Slow Cooker Lasagna
- 1 pound lean ground beef
- 1 (675 ml) jar pasta sauce
- 1 cup water
- 1 3/4 cups ricotta cheese
- 1 3/4 cups KRAFT 4 Cheese Italiano Shredded Cheese, divided
- 1/4 cup Kraft 100% Parmesan Grated Cheese, divided
- 1 egg
- 2 tablespoons chopped fresh parsley
- 6 lasagna noodles, uncooked
Preparation time 15mins
Cooking time 270mins
Adapted from allrecipes.com
1. Brown meat in large skillet; drain. Stir in pasta sauce and water. Mix ricotta, 1-1/2 cups shredded cheese, 2 Tbsp.
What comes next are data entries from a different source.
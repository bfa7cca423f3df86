// ── Core error types ──
//
// What front-ends see. Transport detail (HTTP status, envelope parsing) is
// folded into `Backend` so every failed command surfaces the same way.

use pcap2socks_api::Command;
use thiserror::Error;

#[derive(Debug, Error)]
pub enum CoreError {
    // ── Backend errors ───────────────────────────────────────────────
    /// Any failed backend command, with the backend's (or transport's)
    /// message.
    #[error("{command} failed: {message}")]
    Backend { command: Command, message: String },

    #[error("{command} returned a {actual} response")]
    UnexpectedResponse { command: Command, actual: Command },

    // ── Configuration errors ─────────────────────────────────────────
    #[error("No valid saved {slot} configuration")]
    InvalidConfig { slot: &'static str },

    // ── Session errors ───────────────────────────────────────────────
    #[error("Another operation is in progress")]
    Busy,

    #[error("Internal error: {0}")]
    Internal(String),
}

impl CoreError {
    pub(crate) fn backend(command: Command, err: &pcap2socks_api::Error) -> Self {
        let message = match err.backend_message() {
            Some(msg) => msg.to_owned(),
            None => err.to_string(),
        };
        Self::Backend { command, message }
    }

    /// The command this error came from, if it came from the backend.
    pub fn command(&self) -> Option<Command> {
        match self {
            Self::Backend { command, .. } | Self::UnexpectedResponse { command, .. } => {
                Some(*command)
            }
            _ => None,
        }
    }
}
Parmesan, egg and parsley.
2. Spoon 1 cup meat sauce into slow cooker; top with layers of half each of the noodles, broken to fit, and cheese mixture. Cover with 2 cups meat sauce. Top with remaining noodles, broken to fit, cheese mixture and sauce. Cover with lid.
3. Cook on LOW 4 to 6 hours or until liquid is absorbed. Sprinkle with remaining cheeses; let stand, covered, 10 min. or until melted.